Wills and the Court Of protection?

Discussion in 'ARCHIVE FORUM: Support discussions' started by dave55, Aug 9, 2007.

  1. dave55

    dave55 Registered User

    Oct 7, 2006
    10
    Does anyone here know of a case where a Will of a person who has been under the Court Of Protection has been dealt with?

    I've read some reports where they have not recognised Wills and/or maladministered them, not giving the Will's beneficiaries their legal due.

    I'm not asking what they SHOULD do, nor what the procedure is.
    I'm not asking about Wills not registered with them, either.

    I'm asking what results has anyone seen, or heard of, from a perfectly valid legal will that the Court Of protection has previously accepted prior to the person's death?

    Do they allow the Will to be administered or do they become obstructive and end up keeping the person's estate by fudging legal processes etc?
     
  2. sue38

    sue38 Registered User

    Mar 6, 2007
    10,854
    Wigan, Lancs
    Hi Dave,

    I'm not sure I totally understand the question you are asking. Once a person dies the Court of Protection has no further role, other than to check the accounts up to the date of death. It is then up to the executors of the will to administer the estate.

    During a person's lifetime the Court of Protection can, on application by certain people including:-

    -a receiver for the patient, or

    -any person who, under any known will of the patient or under his intestacy, may become entitled to any property of the patient or any interest in it, or

    - any person for whom the patient might be expected to provide if he were not mentally disordered, or

    - any attorney acting under a registered enduring power of attorney, or

    - any other person whom the court may authorise to make it.

    order the making of a statutory will.

    You can imagine that this requires a court hearing for the Court to determine basically what a person who is mentally incapacitated would wish to happen in their will if they could have a lucid period.

    The Court of Protection has no jurisdiction to declare an existing will invalid, but may express a view as to the validity of an existing will when ordering a statutory will.

    Is this what you mean?
     
  3. dave55

    dave55 Registered User

    Oct 7, 2006
    10
    #3 dave55, Aug 10, 2007
    Last edited: Aug 10, 2007
    Thank you for that.

    However, it is certainly not what I meant!

    I know all about supposed procedures. What I am asking is what have people SEEN happen? Do the Court honour their own procedures? I'm not asking for explanations of what their rules and procedures are; I'm asking are they put into practice, in real life, at a person's death, or do they usually get funny and find reasons not to give beneficiaries their due from a Will.

    Please don't confuse my question, I can't see how much clearer I can be, folks!

    Through knowing a lot of people through Alzheimers and disabled charities, I've heard of incidents where they've blocked a Will, making excuses that it's invalid etc, when the Wills were well valid and well registered with the Court for years, and they've actually refused to pay out after a person's death.

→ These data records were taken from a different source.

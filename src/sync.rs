// Copyright 2025 the oscompute authors
//
// Licensed under the Apache License, Version 2.0 (the "License");
// you may not use this file except in compliance with the License.
// You may obtain a copy of the License at
//
//     http://www.apache.org/licenses/LICENSE-2.0
//
// Unless required by applicable law or agreed to in writing, software
// distributed under the License is distributed on an "AS IS" BASIS,
// WITHOUT WARRANTIES OR CONDITIONS OF ANY KIND, either express or implied.
// See the License for the specific language governing permissions and
// limitations under the License.

//! A blocking wrapper around the Compute client.
//!
//! Nothing here reimplements any API logic: [SyncCompute](struct.SyncCompute.html)
//! owns a single-threaded runtime and drives the asynchronous
//! [Compute](../compute/struct.Compute.html) client on it.

use std::future::Future;
use std::vec;

use tokio::runtime::{Builder, Runtime};

use super::compute::{
    Compute, Flavor, FlavorFilter, Image, ImageFilter, KeyPair, KeyPairCreate, Metadata, Server,
    ServerCreate, ServerCreated, ServerFilter, ServerUpdate,
};
use super::stream::{Page, PaginatedResource};
use super::{ApiVersion, Error, ErrorKind, Query};

fn new_runtime() -> Result<Runtime, Error> {
    Builder::new_current_thread()
        .enable_all()
        .build()
        .map_err(|err| {
            Error::new(
                ErrorKind::InvalidConfig,
                format!("cannot create a blocking runtime: {}", err),
            )
        })
}

/// A blocking Compute client.
///
/// Mirrors the operations of [Compute](../compute/struct.Compute.html).
/// Since the resources returned by both clients are the same, their
/// asynchronous methods (refreshing, waiting, metadata updates) go through
/// [block_on](#method.block_on):
///
/// ```rust,no_run
/// # fn example() -> Result<(), oscompute::Error> {
/// let compute = oscompute::sync::SyncCompute::from_env()?;
/// let mut server = compute.get_server("22c91117-08de-4894-9aa9-6ef382400985")?;
/// compute.block_on(server.wait_until_active())?;
/// # Ok(()) }
/// ```
///
/// Must not be used inside an asynchronous runtime.
#[derive(Debug)]
pub struct SyncCompute {
    compute: Compute,
    runtime: Runtime,
}

impl SyncCompute {
    /// Create a blocking wrapper around an asynchronous client.
    pub fn new(compute: Compute) -> Result<SyncCompute, Error> {
        Ok(SyncCompute {
            compute,
            runtime: new_runtime()?,
        })
    }

    /// Create a blocking Compute client from environment variables.
    ///
    /// See [Compute::from_env](../compute/struct.Compute.html#method.from_env)
    /// for the variables understood.
    pub fn from_env() -> Result<SyncCompute, Error> {
        let runtime = new_runtime()?;
        let compute = runtime.block_on(Compute::from_env())?;
        Ok(SyncCompute { compute, runtime })
    }

    /// The wrapped asynchronous client.
    #[inline]
    pub fn compute(&self) -> &Compute {
        &self.compute
    }

    /// Mutable access to the wrapped client, e.g. to change its microversion.
    #[inline]
    pub fn compute_mut(&mut self) -> &mut Compute {
        &mut self.compute
    }

    /// Run a future to completion on the underlying runtime.
    pub fn block_on<F: Future>(&self, future: F) -> F::Output {
        self.runtime.block_on(future)
    }

    /// Pick the highest microversion supported by the server from the given list.
    pub fn pick_api_version<I>(&self, versions: I) -> Result<Option<ApiVersion>, Error>
    where
        I: IntoIterator<Item = ApiVersion>,
        I::IntoIter: Send,
    {
        self.runtime.block_on(self.compute.pick_api_version(versions))
    }

    /// Whether the server supports the given microversion.
    pub fn supports_api_version(&self, version: ApiVersion) -> Result<bool, Error> {
        self.runtime
            .block_on(self.compute.supports_api_version(version))
    }

    /// List servers, fetching further pages as the iteration needs them.
    pub fn list_servers(
        &self,
        filters: &Query<ServerFilter>,
    ) -> Result<SyncPages<'_, Server>, Error> {
        let first = self.runtime.block_on(self.compute.list_servers(filters))?;
        Ok(SyncPages::new(self, first))
    }

    /// Fetch one server by its ID.
    pub fn get_server<S: AsRef<str>>(&self, id: S) -> Result<Server, Error> {
        self.runtime.block_on(self.compute.get_server(id))
    }

    /// Request creation of a server.
    pub fn create_server(&self, request: ServerCreate) -> Result<ServerCreated, Error> {
        self.runtime.block_on(self.compute.create_server(request))
    }

    /// Update a server, returning its new representation.
    pub fn update_server<S: AsRef<str>>(
        &self,
        id: S,
        update: ServerUpdate,
    ) -> Result<Server, Error> {
        self.runtime.block_on(self.compute.update_server(id, update))
    }

    /// Delete a server by its ID.
    pub fn delete_server<S: AsRef<str>>(&self, id: S) -> Result<(), Error> {
        self.runtime.block_on(self.compute.delete_server(id))
    }

    /// Metadata of the server with the given ID.
    pub fn get_server_metadata<S: AsRef<str>>(&self, id: S) -> Result<Metadata, Error> {
        self.runtime.block_on(self.compute.get_server_metadata(id))
    }

    /// List images, fetching further pages as the iteration needs them.
    pub fn list_images(&self, filters: &Query<ImageFilter>) -> Result<SyncPages<'_, Image>, Error> {
        let first = self.runtime.block_on(self.compute.list_images(filters))?;
        Ok(SyncPages::new(self, first))
    }

    /// Fetch one image by its ID.
    pub fn get_image<S: AsRef<str>>(&self, id: S) -> Result<Image, Error> {
        self.runtime.block_on(self.compute.get_image(id))
    }

    /// Delete an image by its ID.
    pub fn delete_image<S: AsRef<str>>(&self, id: S) -> Result<(), Error> {
        self.runtime.block_on(self.compute.delete_image(id))
    }

    /// Metadata of the image with the given ID.
    pub fn get_image_metadata<S: AsRef<str>>(&self, id: S) -> Result<Metadata, Error> {
        self.runtime.block_on(self.compute.get_image_metadata(id))
    }

    /// List flavors, fetching further pages as the iteration needs them.
    pub fn list_flavors(
        &self,
        filters: &Query<FlavorFilter>,
    ) -> Result<SyncPages<'_, Flavor>, Error> {
        let first = self.runtime.block_on(self.compute.list_flavors(filters))?;
        Ok(SyncPages::new(self, first))
    }

    /// Fetch one flavor by its ID.
    pub fn get_flavor<S: AsRef<str>>(&self, id: S) -> Result<Flavor, Error> {
        self.runtime.block_on(self.compute.get_flavor(id))
    }

    /// List key pairs of the current user.
    pub fn list_keypairs(&self) -> Result<SyncPages<'_, KeyPair>, Error> {
        let first = self.runtime.block_on(self.compute.list_keypairs())?;
        Ok(SyncPages::new(self, first))
    }

    /// Fetch one key pair by its name.
    pub fn get_keypair<S: AsRef<str>>(&self, name: S) -> Result<KeyPair, Error> {
        self.runtime.block_on(self.compute.get_keypair(name))
    }

    /// Create a key pair, or import one if the request carries a public key.
    pub fn create_keypair(&self, request: KeyPairCreate) -> Result<KeyPair, Error> {
        self.runtime.block_on(self.compute.create_keypair(request))
    }

    /// Delete a key pair by its name.
    pub fn delete_keypair<S: AsRef<str>>(&self, name: S) -> Result<(), Error> {
        self.runtime.block_on(self.compute.delete_keypair(name))
    }
}

/// A blocking iterator over a paginated listing.
///
/// Yields items, not pages, fetching the next page whenever the current one
/// runs out. A failed fetch yields the error and ends the iteration.
#[derive(Debug)]
pub struct SyncPages<'a, T> {
    client: &'a SyncCompute,
    page: Option<Page<T>>,
    items: vec::IntoIter<T>,
}

impl<'a, T: PaginatedResource> SyncPages<'a, T> {
    fn new(client: &'a SyncCompute, mut first: Page<T>) -> SyncPages<'a, T> {
        let items = first.take_items().into_iter();
        SyncPages {
            client,
            page: Some(first),
            items,
        }
    }
}

impl<'a, T: PaginatedResource> Iterator for SyncPages<'a, T> {
    type Item = Result<T, Error>;

    fn next(&mut self) -> Option<Self::Item> {
        loop {
            if let Some(item) = self.items.next() {
                return Some(Ok(item));
            }
            let current = self.page.take()?;
            match self.client.runtime.block_on(current.next_page()) {
                Ok(Some(mut next)) => {
                    self.items = next.take_items().into_iter();
                    self.page = Some(next);
                }
                Ok(None) => return None,
                // The page is already taken, so the iteration ends here.
                Err(err) => return Some(Err(err)),
            }
        }
    }
}
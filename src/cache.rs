// Copyright 2024 the oscompute authors
//
// Licensed under the Apache License, Version 2.0 (the "License");
// you may not use this file except in compliance with the License.
// You may obtain a copy of the License at
//
//     http://www.apache.org/licenses/LICENSE-2.0
//
// Unless required by applicable law or agreed to in writing, software
// distributed under the License is distributed on an "AS IS" BASIS,
// WITHOUT WARRANTIES OR CONDITIONS OF ANY KIND, either express or implied.
// See the License for the specific language governing permissions and
// limitations under the License.

//! Caching of discovered service information.

use std::collections::HashMap;

use log::debug;
use reqwest::Url;
use tokio::sync::RwLock;

use super::client::AuthenticatedClient;
use super::protocol::ServiceInfo;
use super::services::ServiceType;
use super::{EndpointFilters, Error, ErrorKind};

/// A cache of per-service discovery results.
///
/// Holds the endpoint filters and overrides as well, since changing either
/// of them invalidates everything already discovered.
#[derive(Debug)]
pub struct EndpointCache {
    pub filters: EndpointFilters,
    pub overrides: HashMap<String, Url>,
    info: RwLock<HashMap<&'static str, ServiceInfo>>,
}

impl Clone for EndpointCache {
    /// Cloning keeps the filters and overrides but starts with an empty cache.
    fn clone(&self) -> EndpointCache {
        EndpointCache {
            filters: self.filters.clone(),
            overrides: self.overrides.clone(),
            info: RwLock::new(HashMap::new()),
        }
    }
}

impl EndpointCache {
    /// An empty cache with default filters.
    #[inline]
    pub fn new() -> Self {
        EndpointCache {
            filters: EndpointFilters::default(),
            overrides: HashMap::new(),
            info: RwLock::new(HashMap::new()),
        }
    }

    #[cfg(test)]
    pub fn prefilled(service_type: &'static str, service_info: ServiceInfo) -> Self {
        let cache = EndpointCache::new();
        let _ = cache
            .info
            .try_write()
            .unwrap()
            .insert(service_type, service_info);
        cache
    }

    /// Forget everything discovered so far.
    #[inline]
    pub fn clear(&mut self) {
        self.info = RwLock::new(HashMap::new());
    }

    fn endpoint_from_overrides(&self, catalog_type: &str) -> Option<Url> {
        self.overrides.get(catalog_type).cloned()
    }

    /// Run `inspect` over the service information, discovering it first if needed.
    pub async fn with_service_info<Srv, F, T>(
        &self,
        client: &AuthenticatedClient,
        service: Srv,
        inspect: F,
    ) -> Result<T, Error>
    where
        Srv: ServiceType + Send,
        F: FnOnce(&ServiceInfo) -> T + Send,
        T: Send,
    {
        let catalog_type = service.catalog_type();
        {
            let cached = self.info.read().await;
            if let Some(info) = cached.get(catalog_type) {
                return Ok(inspect(info));
            }
        }

        debug!("Running discovery for service {}", catalog_type);

        let mut guard = self.info.write().await;
        // Another task may have finished discovery while we were waiting
        // for the write lock.
        if let Some(info) = guard.get(catalog_type) {
            return Ok(inspect(info));
        }

        let endpoint = match self.endpoint_from_overrides(catalog_type) {
            Some(forced) => forced,
            None => client.get_endpoint(catalog_type, &self.filters).await?,
        };
        if !endpoint.has_host() || endpoint.cannot_be_a_base() {
            return Err(Error::new(
                ErrorKind::InvalidResponse,
                format!(
                    "Service {} has an unusable endpoint {}",
                    catalog_type, endpoint
                ),
            ));
        }

        let info = ServiceInfo::fetch(service, client, endpoint).await?;
        let result = inspect(&info);
        let _ = guard.insert(catalog_type, info);
        Ok(result)
    }
}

    I have NOT heard of even one case where they've let a Will be actioned as the person originally set it up!

    What cases do people actually know of, where they've been okay and not interfered with a Will?
     
  4. Kathleen

    Kathleen Registered User

    Mar 12, 2005
    639
    West Sussex
    I have never heard of the scenario you describe.

    As far as I know if a will is drawn up legally it has to be honoured, the named executors of the will administer the will.............not the Court of Protection.

    Kathleen
     
  5. Brucie

    Brucie Registered User

    Jan 31, 2004
    12,413
    near London
    Hearsay is always suspect, and unless you know chapter and verse on these cases you mention, from all sides, then they remain hearsay, I'm afraid.

    ... unless a member of TP has a different story to tell, of course. :)
     
  6. jenniferpa

    jenniferpa Volunteer Moderator

    Jun 27, 2006
    39,438
    The only thing that I've seen related to this is a report in the Times this week where because a family were suspicious of the intentions of a home help they had registered the EPA. As it turned out they were right to be so, and shortly after the individuals death a new will was produced signed after the EPA registration. The family ended up having to go to court in order to have that will set aside, which it was, but 1) the expenses of the case (both sides) had to be paid out of the estate, and 2) it was set aside on the basis that (as far as I could tell from the report) the will maker had made no effort to establish whether the individual had testimantory (?) capacity nor whether there was an EPA.

    The point being, this issue was dealt with in the same way as with any contested will. They may have taken testimony from the guardianship people (although it didn't sound like it) but it wasn't up to them to make the decision.